The conventional microstrip-to-waveguide transition employs a microstrip probe, and is difficult to fabricate because the microstrip probe must be inserted into the middle of the waveguide. A hole must be cut in the waveguide wall for the probe to penetrate. A backshort must be positioned precisely behind the probe, about one-quarter wavelength. Fabricating the transition with the backshort placed accurately is difficult. Furthermore, the transition does not provide a hermetic seal, and it is difficult to separate the waveguide structure which leads to the antenna and the microstrip. A separate set of flanges must be built into the antenna to allow separation of the antenna and transmitter/receiver.

Another type of transition is the end launched microstrip loop transition. This transition is difficult to fabricate because the end of the loop must be attached physically to the waveguide broadwall. It is difficult to position the substrate precisely and to hold it in place securely. There is no hermetic seal, and also to separate the waveguide and microstrip line requires breaking the microstrip line for this transition. Further, the substrate is aligned parallel to the waveguide axis instead of perpendicular; such a configuration does not lend itself well to constructing compact layered phased arrays.

SUMMARY OF THE INVENTION

A low profile, compact microstrip to waveguide transition, employing electromagnetic coupling is described. The transition includes a termination for terminating an end of said waveguide, comprising a dielectric substrate having opposed first and second surfaces, wherein a layer of conductive material is defined on a first surface thereof facing the interior of the waveguide. The conductive layer has an open slot defined therein characterized by a slot centerline. A microstrip conductor is defined on the second opposed surface disposed transversely relative to the slot and offset from its centerline. In an exemplary embodiment, the conductor terminates in an open-circuited end located one-quarter wavelength past the slot centerline. A conductive cavity is defined behind the second substrate side. Dimensions of the cavity are such that no cavity modes resonate in the frequency band of operation of the transition.

Dimensions and placement of the slot and placement of the microstrip conductor are preferably selected to match the waveguide and microstrip transmission line characteristic impedances.

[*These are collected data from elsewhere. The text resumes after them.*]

//! IPv4 subnet calculator with a static network troubleshooting checklist.
//!
//! The arithmetic core lives in [`models`] (address codec, validator, masks)
//! and [`processing`] (resolver, classifier, guide table). [`output`],
//! [`cli`] and [`config`] make up the command-line front end.

pub mod cli;
pub mod config;
pub mod models;
pub mod output;
pub mod processing;

use cli::{Command, Format};
use config::Config;
use log::LevelFilter;
use log4rs::append::console::{ConsoleAppender, Target};
use log4rs::encode::pattern::PatternEncoder;
use models::{is_valid_ipv4, wildcard_mask, Ipv4, SubnetResult};
use std::error::Error;
use std::path::Path;

/// Initialise log4rs from the configured yaml file, or log warnings to stderr.
pub fn init_logging(config: &Config) -> Result<(), Box<dyn Error>> {
    if Path::new(&config.log_config).exists() {
        log4rs::init_file(&config.log_config, Default::default())
            .map_err(|e| format!("Error initializing log4rs from {}: {e}", config.log_config))?;
        return Ok(());
    }
    let stderr = ConsoleAppender::builder()
        .target(Target::Stderr)
        .encoder(Box::new(PatternEncoder::new("{d(%H:%M:%S)} {h({l})} {t} - {m}{n}")))
        .build();
    let log_config = log4rs::config::Config::builder()
        .appender(log4rs::config::Appender::builder().build("stderr", Box::new(stderr)))
        .build(
            log4rs::config::Root::builder()
                .appender("stderr")
                .build(LevelFilter::Warn),
        )?;
    log4rs::init_config(log_config)?;
    Ok(())
}

/// Resolve command-line input into a subnet result.
///
/// `address` may carry its own `/PREFIX`. Missing parts come from `config`.
pub fn resolve_input(
    address: Option<&str>,
    prefix: Option<u8>,
    config: &Config,
) -> Result<SubnetResult, Box<dyn Error>> {
    let address = address.unwrap_or(&config.default_address).trim();
    if address.contains('/') {
        if prefix.is_some() {
            return Err(format!("Prefix given twice for {address}").into());
        }
        let cidr = Ipv4::new(address)?;
        return processing::try_calculate_subnet(&cidr.addr.to_string(), cidr.mask);
    }
    processing::try_calculate_subnet(address, prefix.unwrap_or(config.default_prefix))
}

/// Execute one CLI command, printing to stdout.
pub fn run(command: Command, config: &Config) -> Result<(), Box<dyn Error>> {
    match command {
        Command::Calc {
            address,
            prefix,
            format,
        } => {
            let result = resolve_input(address.as_deref(), prefix, config)?;
            log::info!("calc {}", result.network_cidr());
            match format {
                Format::Text => println!("{}", output::render_subnet_result(&result)),
                Format::Json => println!("{}", output::to_json(&result)?),
                Format::Csv => output::subnet_print(std::slice::from_ref(&result)),
            }
        }
        Command::Table { address } => {
            let address = address.unwrap_or_else(|| config.default_address.clone());
            if !is_valid_ipv4(&address) {
                return Err(format!("Invalid address {address}").into());
            }
            output::subnet_print(&processing::resolve_common_prefixes(&address));
        }
        Command::Guide { category } => {
            let categories = match category {
                Some(id) => vec![processing::find_category(&id)?
                    .ok_or_else(|| format!("Unknown category {id}"))?],
                None => processing::troubleshooting_categories()?.iter().collect(),
            };
            log::info!("guide categories={} total_steps={}", categories.len(), processing::total_steps()?);
            for c in categories {
                println!("{}\n", output::render_category(c));
            }
        }
        Command::Wildcard { mask } => {
            if !is_valid_ipv4(&mask) {
                return Err(format!("Invalid mask {mask}").into());
            }
            println!("{}", wildcard_mask(&mask));
        }
    }
    Ok(())
}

BRIEF DESCRIPTION OF THE DRAWING

These and other features and advantages of the present invention will become more apparent from the following detailed description of an exemplary embodiment thereof, as illustrated in the accompanying drawing, in which:

FIG. 1 is a simplified isometric view of an offset microstrip-to-waveguide transition in accordance with this invention.

FIG. 2 is a schematic diagram illustrating the sinusoidal electric field profile excited by the microstrip line of the transition.

FIG. 3 is a simplified isometric view of an exemplary embodiment of the transition.

FIG. 4 shows an exemplary waveguide to stripline transition in accordance with the invention.

FIG. 5 shows a simplified illustration of an air-to-air missile having an RF processor including a transition in accordance with the invention.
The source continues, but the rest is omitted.